**What is expected:** Return each line of the listing in which the word "usize" appears.

**Data in this exercise:**
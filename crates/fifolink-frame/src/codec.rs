use bytes::{Buf, BufMut, Bytes, BytesMut};
use serde::{Deserialize, Serialize};
use tracing::trace;

use crate::error::{FrameError, Result};
use crate::sync::{SyncDetector, SyncState};

/// Sync marker length on the wire.
pub const MARKER_SIZE: usize = 2;

/// Default sync marker.
pub const DEFAULT_SYNC: [u8; 2] = [0x37, 0x69];

/// Default payload size per frame.
pub const DEFAULT_FRAME_SIZE: usize = 1250;

/// Default byte used to fill short frames.
pub const DEFAULT_PAD_BYTE: u8 = 0x00;

/// Fixed framing parameters shared by both ends of a link.
#[derive(Debug, Clone, Copy, PartialEq, Eq, Serialize, Deserialize)]
pub struct FrameConfig {
    /// Payload bytes per frame.
    pub frame_size: usize,
    /// Two-byte marker preceding every payload.
    pub sync: [u8; 2],
    /// Filler for frames flushed before they were full.
    pub pad_byte: u8,
}

impl Default for FrameConfig {
    fn default() -> Self {
        Self {
            frame_size: DEFAULT_FRAME_SIZE,
            sync: DEFAULT_SYNC,
            pad_byte: DEFAULT_PAD_BYTE,
        }
    }
}

impl FrameConfig {
    /// Bytes on the wire per frame (marker + payload).
    pub fn wire_size(&self) -> usize {
        MARKER_SIZE + self.frame_size
    }

    pub fn validate(&self) -> Result<()> {
        if self.frame_size == 0 {
            return Err(FrameError::InvalidConfig(
                "frame_size must be greater than zero".to_string(),
            ));
        }
        Ok(())
    }
}

/// One frame: marker plus a payload of exactly `frame_size` bytes.
#[derive(Debug, Clone, PartialEq, Eq)]
pub struct Frame {
    /// The sync marker.
    pub marker: [u8; 2],
    /// The payload, always full length.
    pub payload: Bytes,
}

impl Frame {
    /// Build a frame from `data`, padding it up to the configured size.
    pub fn padded(config: &FrameConfig, data: impl Into<Bytes>) -> Result<Self> {
        let data = data.into();
        check_size(data.len(), config.frame_size)?;

        let payload = if data.len() == config.frame_size {
            data
        } else {
            let mut buf = BytesMut::with_capacity(config.frame_size);
            buf.put_slice(&data);
            buf.put_bytes(config.pad_byte, config.frame_size - data.len());
            buf.freeze()
        };

        Ok(Self {
            marker: config.sync,
            payload,
        })
    }

    /// The total wire size of this frame (marker + payload).
    pub fn wire_size(&self) -> usize {
        MARKER_SIZE + self.payload.len()
    }

    /// Byte at `index` in wire order.
    ///
    /// # Panics
    ///
    /// If `index >= self.wire_size()`.
    pub fn wire_byte(&self, index: usize) -> u8 {
        if index < MARKER_SIZE {
            self.marker[index]
        } else {
            self.payload[index - MARKER_SIZE]
        }
    }
}

/// Encode one frame into the wire format.
///
/// Short payloads are padded with `config.pad_byte`.
pub fn encode_frame(payload: &[u8], config: &FrameConfig, dst: &mut BytesMut) -> Result<()> {
    check_size(payload.len(), config.frame_size)?;
    dst.reserve(config.wire_size());
    dst.put_slice(&config.sync);
    dst.put_slice(payload);
    dst.put_bytes(config.pad_byte, config.frame_size - payload.len());
    Ok(())
}

/// Decode the next frame from a captured byte stream.
///
/// Bytes before the first marker are discarded. Returns `Ok(None)` when no
/// complete frame is buffered yet; in that case everything that cannot be
/// part of a future frame has already been dropped from `src`.
pub fn decode_frame(src: &mut BytesMut, config: &FrameConfig) -> Result<Option<Frame>> {
    config.validate()?;

    let mut detector = SyncDetector::new(config.sync);
    let marker_end = src
        .iter()
        .position(|&b| detector.feed(b) == SyncState::Locked)
        .map(|i| i + 1);

    let Some(marker_end) = marker_end else {
        // Keep a trailing first marker byte; its partner may still arrive.
        let keep = usize::from(detector.state() == SyncState::FirstByteMatched);
        let len = src.len();
        if len > keep {
            trace!(dropped = len - keep, "no marker in capture");
        }
        src.advance(len - keep);
        return Ok(None);
    };

    let junk = marker_end - MARKER_SIZE;
    if junk > 0 {
        trace!(junk, "skipped bytes before marker");
    }
    if src.len() - marker_end < config.frame_size {
        src.advance(junk);
        return Ok(None);
    }

    src.advance(marker_end);
    let payload = src.split_to(config.frame_size).freeze();
    Ok(Some(Frame {
        marker: config.sync,
        payload,
    }))
}

fn check_size(size: usize, max: usize) -> Result<()> {
    if size > max {
        return Err(FrameError::PayloadTooLarge { size, max });
    }
    Ok(())
}

#[cfg(test)]
mod tests {
    use super::*;

    fn tiny() -> FrameConfig {
        FrameConfig {
            frame_size: 4,
            sync: [0x37, 0x69],
            pad_byte: 0x00,
        }
    }

    #[test]
    fn encode_full_frame() {
        let mut wire = BytesMut::new();
        encode_frame(&[0xAA, 0xBB, 0xCC, 0xDD], &tiny(), &mut wire).unwrap();
        assert_eq!(wire.as_ref(), &[0x37, 0x69, 0xAA, 0xBB, 0xCC, 0xDD]);
    }

    #[test]
    fn encode_pads_short_payload() {
        let mut wire = BytesMut::new();
        encode_frame(&[0xAA, 0xBB], &tiny(), &mut wire).unwrap();
        assert_eq!(wire.as_ref(), &[0x37, 0x69, 0xAA, 0xBB, 0x00, 0x00]);
    }

    #[test]
    fn encode_rejects_oversize_payload() {
        let mut wire = BytesMut::new();
        let err = encode_frame(&[0; 5], &tiny(), &mut wire).unwrap_err();
        assert!(matches!(err, FrameError::PayloadTooLarge { size: 5, max: 4 }));
        assert!(wire.is_empty());
    }

    #[test]
    fn padded_frame_uses_pad_byte() {
        let config = FrameConfig {
            pad_byte: 0xEE,
            ..tiny()
        };
        let frame = Frame::padded(&config, vec![1u8]).unwrap();
        assert_eq!(frame.payload.as_ref(), &[1, 0xEE, 0xEE, 0xEE]);
        assert_eq!(frame.wire_size(), 6);
        let wire: Vec<u8> = (0..frame.wire_size()).map(|i| frame.wire_byte(i)).collect();
        assert_eq!(wire, vec![0x37, 0x69, 1, 0xEE, 0xEE, 0xEE]);
    }

    #[test]
    fn decode_skips_leading_junk() {
        let mut wire = BytesMut::from(&[0x01, 0x37, 0x02, 0x37, 0x69, 1, 2, 3, 4, 0x37][..]);
        let frame = decode_frame(&mut wire, &tiny()).unwrap().unwrap();
        assert_eq!(frame.payload.as_ref(), &[1, 2, 3, 4]);
        assert_eq!(wire.as_ref(), &[0x37]);
    }

    #[test]
    fn decode_incomplete_payload_waits() {
        let mut wire = BytesMut::from(&[0xFF, 0x37, 0x69, 1, 2][..]);
        assert!(decode_frame(&mut wire, &tiny()).unwrap().is_none());
        assert_eq!(wire.as_ref(), &[0x37, 0x69, 1, 2]);

        wire.extend_from_slice(&[3, 4]);
        let frame = decode_frame(&mut wire, &tiny()).unwrap().unwrap();
        assert_eq!(frame.payload.as_ref(), &[1, 2, 3, 4]);
        assert!(wire.is_empty());
    }

    #[test]
    fn decode_without_marker_drops_junk() {
        let mut wire = BytesMut::from(&[1, 2, 3, 0x37][..]);
        assert!(decode_frame(&mut wire, &tiny()).unwrap().is_none());
        assert_eq!(wire.as_ref(), &[0x37]);
    }

    #[test]
    fn decode_back_to_back_frames() {
        let mut wire = BytesMut::new();
        encode_frame(b"abcd", &tiny(), &mut wire).unwrap();
        encode_frame(b"ef", &tiny(), &mut wire).unwrap();

        let first = decode_frame(&mut wire, &tiny()).unwrap().unwrap();
        let second = decode_frame(&mut wire, &tiny()).unwrap().unwrap();
        assert_eq!(first.payload.as_ref(), b"abcd");
        assert_eq!(second.payload.as_ref(), b"ef\0\0");
        assert!(decode_frame(&mut wire, &tiny()).unwrap().is_none());
    }

    #[test]
    fn zero_frame_size_is_invalid() {
        let config = FrameConfig {
            frame_size: 0,
            ..tiny()
        };
        assert!(matches!(
            config.validate(),
            Err(FrameError::InvalidConfig(_))
        ));
    }
}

**Answer to this exercise:**
pub const MARKER_SIZE: usize = 2;
pub const DEFAULT_FRAME_SIZE: usize = 1250;
    pub frame_size: usize,
    pub fn wire_size(&self) -> usize {
    pub fn wire_size(&self) -> usize {
    pub fn wire_byte(&self, index: usize) -> u8 {
        let keep = usize::from(detector.state() == SyncState::FirstByteMatched);
fn check_size(size: usize, max: usize) -> Result<()> {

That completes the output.